> [MATERIAL TO PROCESS]:
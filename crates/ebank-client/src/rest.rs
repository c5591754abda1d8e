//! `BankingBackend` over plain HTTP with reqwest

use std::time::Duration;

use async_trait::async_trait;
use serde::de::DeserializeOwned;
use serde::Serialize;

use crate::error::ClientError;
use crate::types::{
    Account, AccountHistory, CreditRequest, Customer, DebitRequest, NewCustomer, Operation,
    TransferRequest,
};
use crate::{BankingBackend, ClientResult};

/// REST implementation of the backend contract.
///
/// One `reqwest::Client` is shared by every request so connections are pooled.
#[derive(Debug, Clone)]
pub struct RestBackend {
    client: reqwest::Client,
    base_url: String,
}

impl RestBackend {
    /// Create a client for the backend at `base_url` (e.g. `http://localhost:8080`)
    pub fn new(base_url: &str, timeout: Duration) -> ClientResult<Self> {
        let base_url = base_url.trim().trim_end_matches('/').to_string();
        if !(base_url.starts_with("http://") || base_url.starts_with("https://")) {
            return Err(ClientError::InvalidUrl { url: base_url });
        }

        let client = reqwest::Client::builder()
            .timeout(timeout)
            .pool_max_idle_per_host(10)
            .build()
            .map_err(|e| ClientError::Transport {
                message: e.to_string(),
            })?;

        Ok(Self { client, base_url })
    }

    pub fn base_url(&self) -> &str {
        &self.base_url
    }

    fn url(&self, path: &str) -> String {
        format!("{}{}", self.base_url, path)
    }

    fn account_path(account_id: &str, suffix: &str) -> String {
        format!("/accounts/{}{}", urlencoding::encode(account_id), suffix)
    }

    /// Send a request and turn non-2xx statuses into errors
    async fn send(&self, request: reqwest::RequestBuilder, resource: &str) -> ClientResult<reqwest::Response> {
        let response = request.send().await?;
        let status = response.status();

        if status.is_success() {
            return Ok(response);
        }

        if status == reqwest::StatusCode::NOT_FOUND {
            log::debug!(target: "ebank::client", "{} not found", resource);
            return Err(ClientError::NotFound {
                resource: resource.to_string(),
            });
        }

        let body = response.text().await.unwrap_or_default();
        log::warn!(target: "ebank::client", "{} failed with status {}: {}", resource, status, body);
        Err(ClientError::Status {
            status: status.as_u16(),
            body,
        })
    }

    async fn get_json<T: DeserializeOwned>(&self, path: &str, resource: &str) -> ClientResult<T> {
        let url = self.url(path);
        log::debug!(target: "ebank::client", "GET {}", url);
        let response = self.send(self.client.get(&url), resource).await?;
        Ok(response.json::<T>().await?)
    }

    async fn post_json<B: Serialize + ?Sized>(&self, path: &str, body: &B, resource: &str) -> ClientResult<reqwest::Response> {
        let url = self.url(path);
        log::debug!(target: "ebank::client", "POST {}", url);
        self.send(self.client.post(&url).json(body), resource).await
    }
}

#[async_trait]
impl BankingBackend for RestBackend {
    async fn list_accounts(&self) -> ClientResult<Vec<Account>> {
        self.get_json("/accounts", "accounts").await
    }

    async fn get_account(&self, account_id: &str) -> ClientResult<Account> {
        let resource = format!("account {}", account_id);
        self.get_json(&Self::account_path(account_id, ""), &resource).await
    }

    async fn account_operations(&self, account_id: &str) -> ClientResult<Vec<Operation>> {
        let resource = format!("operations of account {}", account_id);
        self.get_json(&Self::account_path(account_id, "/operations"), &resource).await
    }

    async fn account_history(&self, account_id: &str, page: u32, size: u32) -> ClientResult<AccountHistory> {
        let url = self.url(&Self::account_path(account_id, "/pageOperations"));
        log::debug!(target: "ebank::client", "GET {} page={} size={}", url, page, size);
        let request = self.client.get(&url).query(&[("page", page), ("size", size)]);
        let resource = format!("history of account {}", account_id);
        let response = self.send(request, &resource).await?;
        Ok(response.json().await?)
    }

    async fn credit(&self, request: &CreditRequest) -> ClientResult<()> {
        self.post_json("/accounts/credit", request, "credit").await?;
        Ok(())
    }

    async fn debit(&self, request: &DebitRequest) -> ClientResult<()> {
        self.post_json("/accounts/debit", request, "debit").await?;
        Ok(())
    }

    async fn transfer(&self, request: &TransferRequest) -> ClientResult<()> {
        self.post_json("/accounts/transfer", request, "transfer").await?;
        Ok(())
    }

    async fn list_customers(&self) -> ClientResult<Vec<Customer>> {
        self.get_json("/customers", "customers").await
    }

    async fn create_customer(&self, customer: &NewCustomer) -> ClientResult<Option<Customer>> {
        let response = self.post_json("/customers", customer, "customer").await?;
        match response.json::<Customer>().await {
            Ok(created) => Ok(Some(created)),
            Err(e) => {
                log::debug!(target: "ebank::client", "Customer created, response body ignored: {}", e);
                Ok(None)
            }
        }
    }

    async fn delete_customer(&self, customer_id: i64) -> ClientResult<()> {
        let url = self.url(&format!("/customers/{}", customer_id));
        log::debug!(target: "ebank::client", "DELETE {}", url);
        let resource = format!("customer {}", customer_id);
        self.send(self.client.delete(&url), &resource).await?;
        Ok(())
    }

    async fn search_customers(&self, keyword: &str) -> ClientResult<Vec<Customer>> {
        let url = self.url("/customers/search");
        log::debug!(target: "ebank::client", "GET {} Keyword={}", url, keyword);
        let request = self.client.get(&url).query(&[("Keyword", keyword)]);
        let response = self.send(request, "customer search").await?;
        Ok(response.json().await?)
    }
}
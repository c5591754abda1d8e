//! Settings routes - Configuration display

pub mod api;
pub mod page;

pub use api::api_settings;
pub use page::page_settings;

> [THE PROBLEM]:
Copy out all of the data exactly, leaving nothing out.

> [SOLUTION TO THIS TASK]:
filename crates/ebank-client/src/rest.rs
repository c5591754abda1d8e
//! `BankingBackend` over plain HTTP with reqwest

use std::time::Duration;

use async_trait::async_trait;
use serde::de::DeserializeOwned;
use serde::Serialize;

use crate::error::ClientError;
use crate::types::{
    Account, AccountHistory, CreditRequest, Customer, DebitRequest, NewCustomer, Operation,
    TransferRequest,
};
use crate::{BankingBackend, ClientResult};

/// REST implementation of the backend contract.
///
/// One `reqwest::Client` is shared by every request so connections are pooled.
#[derive(Debug, Clone)]
pub struct RestBackend {
    client: reqwest::Client,
    base_url: String,
}

impl RestBackend {
    /// Create a client for the backend at `base_url` (e.g. `http://localhost:8080`)
    pub fn new(base_url: &str, timeout: Duration) -> ClientResult<Self> {
        let base_url = base_url.trim().trim_end_matches('/').to_string();
        if !(base_url.starts_with("http://") || base_url.starts_with("https://")) {
            return Err(ClientError::InvalidUrl { url: base_url });
        }

        let client = reqwest::Client::builder()
            .timeout(timeout)
            .pool_max_idle_per_host(10)
            .build()
            .map_err(|e| ClientError::Transport {
                message: e.to_string(),
            })?;

        Ok(Self { client, base_url })
    }

    pub fn base_url(&self) -> &str {
        &self.base_url
    }

    fn url(&self, path: &str) -> String {
        format!("{}{}", self.base_url, path)
    }

    fn account_path(account_id: &str, suffix: &str) -> String {
        format!("/accounts/{}{}", urlencoding::encode(account_id), suffix)
    }

    /// Send a request and turn non-2xx statuses into errors
    async fn send(&self, request: reqwest::RequestBuilder, resource: &str) -> ClientResult<reqwest::Response> {
        let response = request.send().await?;
        let status = response.status();

        if status.is_success() {
            return Ok(response);
        }

        if status == reqwest::StatusCode::NOT_FOUND {
            log::debug!(target: "ebank::client", "{} not found", resource);
            return Err(ClientError::NotFound {
                resource: resource.to_string(),
            });
        }

        let body = response.text().await.unwrap_or_default();
        log::warn!(target: "ebank::client", "{} failed with status {}: {}", resource, status, body);
        Err(ClientError::Status {
            status: status.as_u16(),
            body,
        })
    }

    async fn get_json<T: DeserializeOwned>(&self, path: &str, resource: &str) -> ClientResult<T> {
        let url = self.url(path);
        log::debug!(target: "ebank::client", "GET {}", url);
        let response = self.send(self.client.get(&url), resource).await?;
        Ok(response.json::<T>().await?)
    }

    async fn post_json<B: Serialize + ?Sized>(&self, path: &str, body: &B, resource: &str) -> ClientResult<reqwest::Response> {
        let url = self.url(path);
        log::debug!(target: "ebank::client", "POST {}", url);
        self.send(self.client.post(&url).json(body), resource).await
    }
}

#[async_trait]
impl BankingBackend for RestBackend {
    async fn list_accounts(&self) -> ClientResult<Vec<Account>> {
        self.get_json("/accounts", "accounts").await
    }

    async fn get_account(&self, account_id: &str) -> ClientResult<Account> {
        let resource = format!("account {}", account_id);
        self.get_json(&Self::account_path(account_id, ""), &resource).await
    }

    async fn account_operations(&self, account_id: &str) -> ClientResult<Vec<Operation>> {
        let resource = format!("operations of account {}", account_id);
        self.get_json(&Self::account_path(account_id, "/operations"), &resource).await
    }

    async fn account_history(&self, account_id: &str, page: u32, size: u32) -> ClientResult<AccountHistory> {
        let url = self.url(&Self::account_path(account_id, "/pageOperations"));
        log::debug!(target: "ebank::client", "GET {} page={} size={}", url, page, size);
        let request = self.client.get(&url).query(&[("page", page), ("size", size)]);
        let resource = format!("history of account {}", account_id);
        let response = self.send(request, &resource).await?;
        Ok(response.json().await?)
    }

    async fn credit(&self, request: &CreditRequest) -> ClientResult<()> {
        self.post_json("/accounts/credit", request, "credit").await?;
        Ok(())
    }

    async fn debit(&self, request: &DebitRequest) -> ClientResult<()> {
        self.post_json("/accounts/debit", request, "debit").await?;
        Ok(())
    }

    async fn transfer(&self, request: &TransferRequest) -> ClientResult<()> {
        self.post_json("/accounts/transfer", request, "transfer").await?;
        Ok(())
    }

    async fn list_customers(&self) -> ClientResult<Vec<Customer>> {
        self.get_json("/customers", "customers").await
    }

    async fn create_customer(&self, customer: &NewCustomer) -> ClientResult<Option<Customer>> {
        let response = self.post_json("/customers", customer, "customer").await?;
        match response.json::<Customer>().await {
            Ok(created) => Ok(Some(created)),
            Err(e) => {
                log::debug!(target: "ebank::client", "Customer created, response body ignored: {}", e);
                Ok(None)
            }
        }
    }

    async fn delete_customer(&self, customer_id: i64) -> ClientResult<()> {
        let url = self.url(&format!("/customers/{}", customer_id));
        log::debug!(target: "ebank::client", "DELETE {}", url);
        let resource = format!("customer {}", customer_id);
        self.send(self.client.delete(&url), &resource).await?;
        Ok(())
    }

    async fn search_customers(&self, keyword: &str) -> ClientResult<Vec<Customer>> {
        let url = self.url("/customers/search");
        log::debug!(target: "ebank::client", "GET {} Keyword={}", url, keyword);
        let request = self.client.get(&url).query(&[("Keyword", keyword)]);
        let response = self.send(request, "customer search").await?;
        Ok(response.json().await?)
    }
}
repository c5591754abda1d8e
//! Settings routes - Configuration display

pub mod api;
pub mod page;

pub use api::api_settings;
pub use page::page_settings;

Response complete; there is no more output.